People that live at the end of Dirt Roads learn early on that life is a bumpy ride. That it can jar you right down to your teeth sometimes, but it's worth it, if at the end is home...a loving spouse, happy kids and a dog.

We wouldn't have near the trouble with our educational system if our kids got their exercise walking a Dirt Road with other kids, from whom they learn how to get along. There was less crime in our streets before they were paved.

Criminals didn't walk two dusty miles to rob or rape, if they knew they'd be welcomed by 5 barking dogs and a double barrel shotgun, and there were no drive by shootings. Our values were better when our roads were worse!


People did not worship their cars more than their kids, and motorists were more courteous, they didn't tailgate by riding the bumper or the guy in front would choke you with dust and bust your windshield with rocks. Dirt Roads taught patience.

Dirt Roads were environmentally friendly, you didn't hop in your car for a quart of milk you walked to the barn for your milk. For your mail, you walked to the mail box.

What if it rained and the Dirt Road got washed out?
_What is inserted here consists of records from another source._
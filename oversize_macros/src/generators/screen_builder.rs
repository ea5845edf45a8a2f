use std::collections::BTreeSet;

use proc_macro2::{Span, TokenStream};
use quote::quote;
use strum::IntoEnumIterator;
use syn::{ItemStruct, Result};

use crate::utils::attributes::AttrArgs;
use crate::utils::naming::{Role, path_last_segment, role_ident, screen_stem};
use crate::utils::runtime_path;

/// Factory shapes a screen can ask for.
///
/// Declaration order is emission order.
#[derive(
    Debug,
    Clone,
    Copy,
    PartialEq,
    Eq,
    PartialOrd,
    Ord,
    Hash,
    strum::EnumIter,
    strum::EnumString,
    strum::Display,
)]
#[strum(serialize_all = "snake_case", ascii_case_insensitive)]
pub enum BuildVariant {
    /// `build()`
    Default,
    /// `build_with_id(id)`
    Id,
}

impl BuildVariant {
    /// Requested variants in emission order; falls back to `Default` when nothing is recognized.
    pub fn resolve(args: &AttrArgs) -> Vec<BuildVariant> {
        let requested: BTreeSet<BuildVariant> = args
            .positional()
            .filter_map(path_last_segment)
            .filter_map(|ident| ident.to_string().parse().ok())
            .collect();

        if requested.is_empty() {
            return vec![BuildVariant::Default];
        }
        BuildVariant::iter()
            .filter(|variant| requested.contains(variant))
            .collect()
    }
}

/// Generator for the static factories of a screen struct
pub struct ScreenBuilderGenerator<'a> {
    item: &'a ItemStruct,
    variants: Vec<BuildVariant>,
    log: bool,
}

impl<'a> ScreenBuilderGenerator<'a> {
    pub fn new(item: &'a ItemStruct, variants: Vec<BuildVariant>) -> Self {
        Self {
            item,
            variants,
            log: cfg!(feature = "log"),
        }
    }

    /// Toggle the log line at the top of each factory
    #[cfg(test)]
    pub fn with_log(mut self, log: bool) -> Self {
        self.log = log;
        self
    }

    pub fn generate(&self) -> Result<TokenStream> {
        let name = &self.item.ident;
        let (impl_generics, ty_generics, where_clause) = self.item.generics.split_for_impl();
        let methods = self
            .variants
            .iter()
            .map(|variant| self.factory(*variant))
            .collect::<Result<Vec<_>>>()?;

        Ok(quote! {
            impl #impl_generics #name #ty_generics #where_clause {
                #(#methods)*
            }
        })
    }

    fn factory(&self, variant: BuildVariant) -> Result<TokenStream> {
        let runtime = runtime_path();
        let name = self.item.ident.to_string();
        let stem = screen_stem(&name);
        let span = Span::call_site();
        let view_state = role_ident(stem, Role::ViewState, span)?;
        let view_model = role_ident(stem, Role::ViewModel, span)?;

        let (signature, log, view_state_init) = match variant {
            BuildVariant::Default => (
                quote! { pub fn build() -> Self },
                quote! { #runtime::__private::log::info!("Building {}", #name); },
                quote! { <#view_state as ::core::default::Default>::default() },
            ),
            BuildVariant::Id => (
                quote! { pub fn build_with_id(id: #runtime::__private::uuid::Uuid) -> Self },
                quote! { #runtime::__private::log::info!("Building {} for ID: {}", #name, id); },
                quote! { #view_state::with_id(id) },
            ),
        };
        let log = if self.log { log } else { TokenStream::new() };

        Ok(quote! {
            #signature {
                #log
                let view_state = #runtime::Shared::new(#view_state_init);
                let view_model = <#view_model as #runtime::StatefulViewModel>::new(
                    ::core::clone::Clone::clone(&view_state),
                    ::core::option::Option::None,
                    ::core::option::Option::None,
                );
                let reducer = #runtime::Reducer::new(view_model);
                <Self as #runtime::View>::new(view_state, reducer)
            }
        })
    }
}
That was the best part, then you stayed home and had some family time, roasted marshmallows and popped popcorn and pony rode on Daddy's shoulders and learned how to make prettier quilts than anybody.

At the end of Dirt Roads, you soon learned that bad words tasted like soap.

Most paved roads lead to trouble, Dirt Roads more likely lead to a fishing creek or a swimming hole. At the end of a Dirt Road, the only time we even locked our car was in August, because if we didn't some neighbor would fill it with too much zucchini.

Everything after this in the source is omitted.